Saba Park Services UK Limited formerly known as Indigo Park Services UK Limited is a parking facilities company based in Watford.  

It is owned by Infra Park S.A.S.  That is owned 37% by Ardian, 37% by Crédit Agricole and 25% by Vinci SA. The parent company was offered for sale in February 2017 with the price expected to be around 3 billion euros. It operates a parking network in more than 500 cities and 17 countries with 
530,000 parking spaces in the Iberian Peninsula, Britain and Turkey.

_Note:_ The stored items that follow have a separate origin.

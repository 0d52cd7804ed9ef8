//! Logging facilities for Horizon View.
//!
//! Horizon View uses the `tracing` crate for instrumentation. To see logs,
//! install a tracing subscriber in your application:
//!
//! ```ignore
//! tracing_subscriber::fmt()
//!     .with_env_filter("horizon_view=debug")
//!     .init();
//! ```

/// Names of the spans Horizon View opens.
pub mod span_names {
    /// Timed operations such as a view rebuild.
    pub const PERF: &str = "perf";
}

/// Event targets, one per subsystem, for `EnvFilter` directives such as
/// `horizon_view::view=trace`.
pub mod targets {
    /// Everything emitted by this crate.
    pub const CORE: &str = "horizon_view_core";
    /// Slot table and emission.
    pub const SIGNAL: &str = "horizon_view_core::signal";
    /// Collection view maintenance target.
    pub const VIEW: &str = "horizon_view::view";
    /// Observable source target.
    pub const SOURCE: &str = "horizon_view::source";
    /// Performance spans target.
    pub const PERF: &str = "horizon_view::perf";
}

/// A performance span guard.
///
/// Enters an info-level span named `perf` with the given operation name for
/// as long as the guard is alive.
///
/// # Example
///
/// ```
/// use horizon_view_core::logging::PerfSpan;
///
/// {
///     let _span = PerfSpan::new("rebuild");
///     // ... measured work ...
/// }
/// ```
pub struct PerfSpan {
    #[allow(dead_code)]
    span: tracing::span::EnteredSpan,
}

impl PerfSpan {
    /// Opens the span and enters it until the guard drops.
    pub fn new(name: &'static str) -> Self {
        let span = tracing::info_span!(target: targets::PERF, span_names::PERF, operation = name);
        Self {
            span: span.entered(),
        }
    }
}

impl std::fmt::Debug for PerfSpan {
    fn fmt(&self, f: &mut std::fmt::Formatter<'_>) -> std::fmt::Result {
        f.debug_struct("PerfSpan").finish_non_exhaustive()
    }
}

Its earnings before interest, tax, depreciation and amortization were 71 million euros in 2016 on sales of 201 million euros.

Operations

 University Hospital of Wales, Cardiff - a 15 year contract. It made a profit of £2.8 million in 2016 from this contract, from charges and fines. 80 staff who have been fined challenged the fines in court.  The staff also claimed that just finding a space used up to an hour a day of their time and that their earnings may be insufficient to cover the fines.  In July 2017 the doctors and nurses lost the case and were required to pay £128 per ticket issued, leading to a number of them handing in their notice. The hospital employs 6000 staff but only has 1800 parking spaces. 
Ninewells Hospital- a 30 year lease.  Three nurses were ordered to pay the company more than £4,000 in September 2017 for a total of 30 unpaid fines at the hospital.
 It offers “premier parking” at most of the car parks it operates on behalf of Govia Thameslink Railway north of the Thames.
Edenbridge Town railway station
 Royal Cornwall Hospitals NHS Trust which it took over October 2022.